By Timothy Delaney
An MRI of a typical creative person’s brain would no doubt reveal a highly developed right lobe (that’s the intuitive side) and a somewhat atrophied left lobe. Most great advertising is not arrived at logically, but through a series of random leaps. For the typical ad geek the left lobe is reserved not for statistics and spreadsheets but for TV theme songs, film dialog and the names of ‘70’s rock bands. An art director might have a few Photoshop tricks stored in there but that’s about it. For creatives the right lobe is our bread and butter, where ideas, art and all other worthwhile things come from. Left-brain stuff is reserved for the suits. But every once in a while that half does come in handy.
A while back I was invited to teach an advertising course at Columbia College Chicago. I had taught portfolio classes in the past, where you give eager students assignments and get to play creative director.

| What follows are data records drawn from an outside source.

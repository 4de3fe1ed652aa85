//! Confirmation dialogs and small input forms
//!
//! While a modal is open it receives every keystroke. It resolves to
//! confirmed or cancelled; the reducer then runs or drops its
//! [`PendingAction`].

use crossterm::event::{KeyCode, KeyEvent};

/// What to do once the modal is confirmed. Carries ids, never indexes.
#[derive(Debug, Clone, PartialEq, Eq)]
pub enum PendingAction {
    DeleteContainer { id: String, name: String },
    DeleteImage { id: String, tag: String },
    DeleteGroup { id: String, name: String },
    RemoveFromGroup { group_id: String, container_id: String },
    CreateGroup,
    DeleteVolume { name: String },
    PruneVolumes,
    PullImage,
    CreateNetwork,
    DeleteNetwork { id: String, name: String },
    DisconnectFromNetwork { network_id: String, container_id: String },
}

#[derive(Debug, Clone, PartialEq, Eq)]
pub struct FormField {
    pub label: &'static str,
    pub value: String,
    pub required: bool,
}

impl FormField {
    pub fn required(label: &'static str) -> Self {
        Self {
            label,
            value: String::new(),
            required: true,
        }
    }

    pub fn optional(label: &'static str) -> Self {
        Self {
            label,
            value: String::new(),
            required: false,
        }
    }
}

#[derive(Debug, Clone, PartialEq, Eq)]
pub enum ModalKind {
    Confirm { message: String },
    Form { fields: Vec<FormField>, focus: usize },
}

#[derive(Debug, Clone, Copy, PartialEq, Eq)]
pub enum ModalOutcome {
    Pending,
    Confirmed,
    Cancelled,
}

#[derive(Debug, Clone, PartialEq, Eq)]
pub struct ModalState {
    pub title: String,
    pub kind: ModalKind,
    pub action: PendingAction,
}

impl ModalState {
    pub fn confirm(message: impl Into<String>, action: PendingAction) -> Self {
        Self {
            title: "⚠ CONFIRMATION REQUIRED".to_string(),
            kind: ModalKind::Confirm {
                message: message.into(),
            },
            action,
        }
    }

    pub fn form(title: impl Into<String>, fields: Vec<FormField>, action: PendingAction) -> Self {
        Self {
            title: title.into(),
            kind: ModalKind::Form { fields, focus: 0 },
            action,
        }
    }

    /// Trimmed field values in declaration order
    pub fn values(&self) -> Vec<String> {
        match &self.kind {
            ModalKind::Confirm { .. } => Vec::new(),
            ModalKind::Form { fields, .. } => {
                fields.iter().map(|f| f.value.trim().to_string()).collect()
            }
        }
    }

    pub fn handle_key(&mut self, key: KeyEvent) -> ModalOutcome {
        match &mut self.kind {
            ModalKind::Confirm { .. } => match key.code {
                KeyCode::Enter | KeyCode::Char('y') | KeyCode::Char('Y') => {
                    ModalOutcome::Confirmed
                }
                KeyCode::Esc | KeyCode::Char('n') | KeyCode::Char('N') => ModalOutcome::Cancelled,
                _ => ModalOutcome::Pending,
            },
            ModalKind::Form { fields, focus } => {
                let count = fields.len().max(1);
                match key.code {
                    KeyCode::Esc => return ModalOutcome::Cancelled,
                    KeyCode::Enter => {
                        let complete = fields
                            .iter()
                            .all(|f| !f.required || !f.value.trim().is_empty());
                        return if complete {
                            ModalOutcome::Confirmed
                        } else {
                            ModalOutcome::Pending
                        };
                    }
                    KeyCode::Tab | KeyCode::Down => *focus = (*focus + 1) % count,
                    KeyCode::BackTab | KeyCode::Up => *focus = (*focus + count - 1) % count,
                    KeyCode::Backspace => {
                        if let Some(field) = fields.get_mut(*focus) {
                            field.value.pop();
                        }
                    }
                    KeyCode::Char(c) => {
                        if let Some(field) = fields.get_mut(*focus) {
                            field.value.push(c);
                        }
                    }
                    _ => {}
                }
                ModalOutcome::Pending
            }
        }
    }
}

#[cfg(test)]
mod tests {
    use super::*;
    use crossterm::event::KeyModifiers;

    fn key(code: KeyCode) -> KeyEvent {
        KeyEvent::new(code, KeyModifiers::NONE)
    }

    fn type_text(modal: &mut ModalState, text: &str) {
        for c in text.chars() {
            modal.handle_key(key(KeyCode::Char(c)));
        }
    }

    #[test]
    fn test_confirm_keys() {
        let mut modal = ModalState::confirm("sure?", PendingAction::PruneVolumes);
        assert_eq!(modal.handle_key(key(KeyCode::Char('q'))), ModalOutcome::Pending);
        assert_eq!(modal.handle_key(key(KeyCode::Char('y'))), ModalOutcome::Confirmed);
        assert_eq!(modal.handle_key(key(KeyCode::Esc)), ModalOutcome::Cancelled);
        assert_eq!(modal.handle_key(key(KeyCode::Char('N'))), ModalOutcome::Cancelled);
    }

    #[test]
    fn test_form_requires_required_fields() {
        let mut modal = ModalState::form(
            "Create New Group",
            vec![FormField::required("Name"), FormField::optional("Description")],
            PendingAction::CreateGroup,
        );
        assert_eq!(modal.handle_key(key(KeyCode::Enter)), ModalOutcome::Pending);

        type_text(&mut modal, "web ");
        modal.handle_key(key(KeyCode::Tab));
        type_text(&mut modal, "frontends");
        modal.handle_key(key(KeyCode::Backspace));
        assert_eq!(modal.handle_key(key(KeyCode::Enter)), ModalOutcome::Confirmed);
        assert_eq!(modal.values(), vec!["web".to_string(), "frontend".to_string()]);
    }

    #[test]
    fn test_form_focus_wraps() {
        let mut modal = ModalState::form(
            "Create New Network",
            vec![FormField::required("Name"), FormField::optional("Driver")],
            PendingAction::CreateNetwork,
        );
        modal.handle_key(key(KeyCode::BackTab));
        type_text(&mut modal, "overlay");
        modal.handle_key(key(KeyCode::Down));
        type_text(&mut modal, "mesh");
        assert_eq!(modal.values(), vec!["mesh".to_string(), "overlay".to_string()]);
    }
}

But this was different. The course was Introduction to Advertising and was meant for marketing students. I accepted the challenge, not knowing what I was getting myself into. Columbia College Chicago is a bona fide learning institution, with grades, evaluations and a teachers union. My students were not just creatives, but also included the clients of tomorrow. This course was to involve real information, not just opinion. And each class was nearly three hours long.
But there is a wealth of advertising related content out there waiting to be tapped. Books by Luke Sullivan, Pat Fallon, and my own friends Mark Silveira, Pat Hanlon and Larry Minsky function as our textbooks. The ad columns in the New York Times and the Sun Times provide weekly grist for discussion. And of course there’s YouTube. Anything the least bit noteworthy or just downright stupid in the broadcast world finds its way to YouTube in a nanosecond.
And there is also my own vast experience. My history stretches back to the Paleolithic era on the advertising timeline. I started out at Scale, McCabe, Sloves in New York working for the guys that pretty much invented the business. Not exactly “Mad Men” but close. I recall seeing the archetypal Maxell guy in the chair as a comp on a presentation board. I have spent time in Ed McCabe’s hot tub. I’ve witnessed Joe Sedelmaier verbally abusing talent. So when things slow down after about 90 minutes (and they often do) I can usually pull a great story out of my murky past. Accounts of in office drug abuse and debauchery go over particularly well
And more often than not, I learn from my students. These kids are not trust fund slackers. Many speak English as a second language. All of them work during the day. And although I had to explain who Mr. Whipple was, they are very tuned into pop culture, both past and present. So I don’t have to subject myself to VH1 to know what’s hip.
The net result is a fair exchange between student and teacher. They challenge me to regurgitate everything I’ve learned about this wacky business.
And in return, I get to feel like I actually know something.
Timothy Delaney is an art director who runs his own freelance creative services firm. He has won One Show, CA, Chicago Show, and various other awards. His most recent essay, prior to this one, appeared in The New York Times.